O trabalho de logística comercial não tinha glória.


Ninguém cantava sobre anões que contavam fardos.


Nenhuma criança brincava de ser o oficial que corrigia taxas, conferia peso de estanho, verificava qualidade de couro, registrava atraso de caravanas ou comparava nomes de mercadores com listas antigas.


Mas Dwarapala dependia disso.


Uma fortaleza não sobrevivia apenas com muralhas.


Muralhas sem comida eram túmulos altos.


Muralhas sem ferramentas eram pedras esperando rachaduras.


Muralhas sem registros eram portas abertas para mentiras.


Durik aprendera isso rápido.


E aprendera a gostar.


Pela manhã, conferia entradas.


À tarde, revisava cargas estratégicas.


À noite, atualizava relatórios enviados a Tamragiri.


Entre uma tarefa e outra, ouvia.


Ouvia mais do que falava.


Mercadores falavam muito.


Humanos, principalmente.


Falavam para convencer.


Falavam para distrair.


Falavam para esconder números ruins.


Falavam para parecer mais importantes do que eram.


Homens-fera falavam de outro modo. Alguns eram diretos, especialmente bovinos. Outros mediam cada palavra, principalmente lobos. Os felinos, dependendo do clã, alternavam silêncio e arrogância com uma naturalidade irritante.


Durik registrava tudo.


Não por desconfiança apenas.


Por hábito.


Nome.


Origem.


Carga.


Destino.


Taxa.


Atrasos.


Perdas.


Informações secundárias.


O último item era sua contribuição pessoal.


No modelo antigo, os escribas anotavam mercadorias e valores.


Durik acrescentara observações.


Clima nas rotas.


Condição de pontes.


Rumores de conflito.


Mudanças em preços.


Presença de doenças.


Movimento incomum de tribos.


Brumal, seu antigo sargento, chamava aquilo de “fofoca com números”.


A comandante chamava de “irritante”.


O Conselho, aparentemente, chamava de útil.


Foi por causa dessas observações que Durik estava presente quando o comerciante chegou.


O homem era humano.


Meia-idade, pele castigada pelo sol, barba mal cortada e olhos de quem media salas como se todas fossem mercados. Trazia peles, betume, resina seca e uma pequena quantidade de sal em sacos bem fechados. A caravana não era grande, mas vinha de longe.


Do sul.


Mais precisamente, das rotas quentes que desciam para além das planícies humanas e tocavam as terras dos homens-fera.
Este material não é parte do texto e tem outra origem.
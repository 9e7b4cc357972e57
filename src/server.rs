//! # Server Configuration
//!
//! Router, shared state and serve loop for clerk-sync.

use std::sync::Arc;

use axum::{
    Router, middleware,
    routing::{get, post},
};
use sea_orm::DatabaseConnection;
use tower_http::trace::TraceLayer;
use utoipa::OpenApi;
use utoipa_swagger_ui::SwaggerUi;

use crate::config::AppConfig;
use crate::handlers;
use crate::identity::IdentityProvider;
use crate::repositories::UserStore;
use crate::telemetry;
use crate::webhook_verification::WebhookVerifier;

/// Application state containing shared resources
#[derive(Clone)]
pub struct AppState {
    pub config: Arc<AppConfig>,
    pub db: DatabaseConnection,
    pub verifier: Arc<WebhookVerifier>,
    pub users: Arc<dyn UserStore>,
    /// `None` when no backend secret key is configured.
    pub identity: Option<Arc<dyn IdentityProvider>>,
}

/// Creates and configures the Axum application router
pub fn create_app(state: AppState) -> Router {
    Router::new()
        .route("/", get(handlers::root))
        .route("/healthz", get(handlers::healthz))
        .route("/readyz", get(handlers::readyz))
        .route("/api/webhooks/clerk", post(handlers::webhooks::clerk_webhook))
        .with_state(state)
        .merge(SwaggerUi::new("/docs").url("/openapi.json", ApiDoc::openapi()))
        .layer(TraceLayer::new_for_http())
        .layer(middleware::from_fn(telemetry::trace_context_middleware))
}

/// Starts the server with the given state
pub async fn run_server(state: AppState) -> anyhow::Result<()> {
    let addr = state
        .config
        .bind_addr()
        .map_err(|e| anyhow::anyhow!("Invalid server address: {}", e))?;
    let profile = state.config.profile.clone();

    let app = create_app(state);

    let listener = tokio::net::TcpListener::bind(addr).await?;
    tracing::info!(%addr, %profile, "Server listening");

    axum::serve(listener, app)
        .with_graceful_shutdown(shutdown_signal())
        .await?;

    tracing::info!("Server stopped");
    Ok(())
}

async fn shutdown_signal() {
    if let Err(err) = tokio::signal::ctrl_c().await {
        tracing::error!(error = %err, "Failed to listen for shutdown signal");
        std::future::pending::<()>().await;
    }
    tracing::info!("Shutdown signal received");
}

/// OpenAPI documentation
#[derive(OpenApi)]
#[openapi(
    paths(
        crate::handlers::root,
        crate::handlers::healthz,
        crate::handlers::readyz,
        crate::handlers::webhooks::clerk_webhook,
    ),
    components(
        schemas(
            crate::models::ServiceInfo,
            crate::models::HealthStatus,
        )
    ),
    tags(
        (name = "root", description = "Service information"),
        (name = "health", description = "Liveness and readiness probes"),
        (name = "webhooks", description = "Identity provider webhooks"),
    ),
    info(
        title = "clerk-sync API",
        description = "Receives Clerk webhooks and synchronizes users into the local database",
        version = env!("CARGO_PKG_VERSION"),
    )
)]
pub struct ApiDoc;
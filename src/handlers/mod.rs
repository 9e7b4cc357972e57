//! # API Handlers
//!
//! HTTP endpoint handlers for the clerk-sync service.

pub mod webhooks;

use axum::{extract::State, http::StatusCode, response::Json};

use crate::db;
use crate::models::{HealthStatus, ServiceInfo};
use crate::server::AppState;

/// Root handler that returns basic service information
#[utoipa::path(
    get,
    path = "/",
    responses(
        (status = 200, description = "Service information", body = ServiceInfo)
    ),
    tag = "root"
)]
pub async fn root() -> Json<ServiceInfo> {
    Json(ServiceInfo::default())
}

/// Liveness probe
#[utoipa::path(
    get,
    path = "/healthz",
    responses(
        (status = 200, description = "Process is alive", body = HealthStatus)
    ),
    tag = "health"
)]
pub async fn healthz() -> Json<HealthStatus> {
    Json(HealthStatus::ok())
}

/// Readiness probe; checks database connectivity
#[utoipa::path(
    get,
    path = "/readyz",
    responses(
        (status = 200, description = "Database reachable", body = HealthStatus),
        (status = 503, description = "Database unreachable", body = HealthStatus)
    ),
    tag = "health"
)]
pub async fn readyz(State(state): State<AppState>) -> (StatusCode, Json<HealthStatus>) {
    match db::health_check(&state.db).await {
        Ok(()) => (StatusCode::OK, Json(HealthStatus::ok())),
        Err(err) => {
            tracing::warn!(error = %err, "Readiness check failed");
            (
                StatusCode::SERVICE_UNAVAILABLE,
                Json(HealthStatus::unavailable()),
            )
        }
    }
}
//! The boundary to the store of record.
//!
//! Commits are applied locally first, then sent as [`MutationIntent`]s to a
//! [`SyncAdapter`] running on a worker thread. The [`Ledger`] remembers what
//! each unconfirmed intent overwrote so a failure can be rolled back and a
//! stale answer can be recognised.

pub mod adapter;
pub mod client;
pub mod intent;
pub mod ledger;
pub mod local_store;

pub use adapter::SyncAdapter;
pub use client::{Completion, SyncClient};
pub use intent::{MutationIntent, SyncResponse};
pub use ledger::{EntityKey, Ledger, Restore, Snapshot};
pub use local_store::LocalStore;
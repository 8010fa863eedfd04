//! Pointer gestures on the planning grid.
//!
//! A press starts a pending [`Session`]; moving past the drag threshold
//! promotes it to one of the [`Gesture`] kinds, and the release turns it
//! into an [`Outcome`]. Only one session exists at a time.

pub mod manager;
pub mod session;

pub use manager::{InteractionManager, DEFAULT_DRAG_THRESHOLD};
pub use session::{Commit, Gesture, Outcome, Phase, Session, SpanEdge};
use std::thread::JoinHandle;
use std::time::Duration;

use crossbeam_channel::{Receiver, RecvTimeoutError, Sender};
use tracing::{debug, warn};

use super::adapter::SyncAdapter;
use super::intent::{MutationIntent, SyncResponse};
use crate::error::SyncError;

struct Envelope {
    seq: u64,
    intent: MutationIntent,
}

/// A finished adapter call.
#[derive(Debug, Clone, PartialEq)]
pub struct Completion {
    pub seq: u64,
    pub intent: MutationIntent,
    pub result: Result<SyncResponse, SyncError>,
}

type Notify = Box<dyn Fn() + Send + 'static>;

/// Runs a [`SyncAdapter`] on a background thread so commits never wait for
/// the store.
pub struct SyncClient {
    tx: Option<Sender<Envelope>>,
    rx: Receiver<Completion>,
    worker: Option<JoinHandle<()>>,
}

impl SyncClient {
    pub fn spawn(adapter: impl SyncAdapter) -> Self {
        Self::spawn_with_notify(adapter, Box::new(|| {}))
    }

    /// Like [`SyncClient::spawn`], calling `notify` after every completion
    /// (e.g. to request a repaint).
    pub fn spawn_with_notify(mut adapter: impl SyncAdapter, notify: Notify) -> Self {
        let (tx, jobs) = crossbeam_channel::unbounded::<Envelope>();
        let (done, rx) = crossbeam_channel::unbounded::<Completion>();

        let worker = std::thread::Builder::new()
            .name("sync-worker".into())
            .spawn(move || {
                for Envelope { seq, intent } in jobs.iter() {
                    debug!(seq, intent = intent.label(), "applying");
                    let result = adapter.apply(&intent);
                    if done.send(Completion { seq, intent, result }).is_err() {
                        break;
                    }
                    notify();
                }
                debug!("sync worker stopped");
            });

        let worker = match worker {
            Ok(handle) => Some(handle),
            Err(err) => {
                warn!(%err, "could not start sync worker");
                None
            }
        };
        Self {
            tx: Some(tx),
            rx,
            worker,
        }
    }

    pub fn submit(&self, seq: u64, intent: MutationIntent) -> Result<(), SyncError> {
        let tx = self.tx.as_ref().ok_or(SyncError::Disconnected)?;
        if self.worker.is_none() {
            return Err(SyncError::Disconnected);
        }
        tx.send(Envelope { seq, intent })
            .map_err(|_| SyncError::Disconnected)
    }

    pub fn try_recv(&self) -> Option<Completion> {
        self.rx.try_recv().ok()
    }

    pub fn recv_timeout(&self, timeout: Duration) -> Option<Completion> {
        match self.rx.recv_timeout(timeout) {
            Ok(completion) => Some(completion),
            Err(RecvTimeoutError::Timeout | RecvTimeoutError::Disconnected) => None,
        }
    }
}

impl Drop for SyncClient {
    fn drop(&mut self) {
        // Closing the job channel ends the worker loop.
        self.tx.take();
        if let Some(worker) = self.worker.take() {
            let _ = worker.join();
        }
    }
}

#[cfg(test)]
mod tests {
    use super::*;
    use uuid::Uuid;

    #[test]
    fn completions_come_back_in_order() {
        let client = SyncClient::spawn(|intent: &MutationIntent| match intent {
            MutationIntent::DeleteCard { .. } => Err(SyncError::Rejected("locked".into())),
            _ => Ok(SyncResponse::Ack),
        });
        let lane = Uuid::new_v4();
        client
            .submit(1, MutationIntent::RemoveLane { lane })
            .unwrap();
        client
            .submit(2, MutationIntent::DeleteCard { card: Uuid::new_v4() })
            .unwrap();

        let first = client.recv_timeout(Duration::from_secs(5)).unwrap();
        assert_eq!(first.seq, 1);
        assert_eq!(first.result, Ok(SyncResponse::Ack));
        let second = client.recv_timeout(Duration::from_secs(5)).unwrap();
        assert_eq!(second.seq, 2);
        assert!(second.result.is_err());
    }
}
Durik o recebeu no salão de pesagem de Dwarapala, uma construção larga, parcialmente escavada na rocha, onde o ar cheirava a couro, poeira, suor, metal frio e tinta mineral.


— Nome — disse Durik.


O comerciante sorriu.


— Varran, filho de Tesh.


— Origem.


— Três cidades, dependendo de quem pergunta.


Durik ergueu os olhos da placa.


O sorriso do comerciante diminuiu.


— Zamad, ao sul das terras secas.


Durik anotou.


— Carga.


— Peles de cabra, antílope e felino menor. Betume em oito jarros. Resina em cinco. Sal em três sacos. E informação, se o preço for justo.


— Informação não entra sem forma.


— Sempre entra. Só não pesa.


Durik olhou para ele.


O homem suspirou.


— Peles, betume, resina, sal.


— Melhor.


A negociação seguiu normal.


Pesagem.


Taxa.


Verificação de qualidade.


Discussão sobre perda de carga em estrada.


Protesto do comerciante.


Correção do protesto.


Novo cálculo.


Mais protesto.


Ameaça educada de inspeção total.


Silêncio.


Assinatura.


Tudo como sempre.


Foi quando um dos assistentes anões comentou que as peles felinas estavam mais caras que no ciclo anterior.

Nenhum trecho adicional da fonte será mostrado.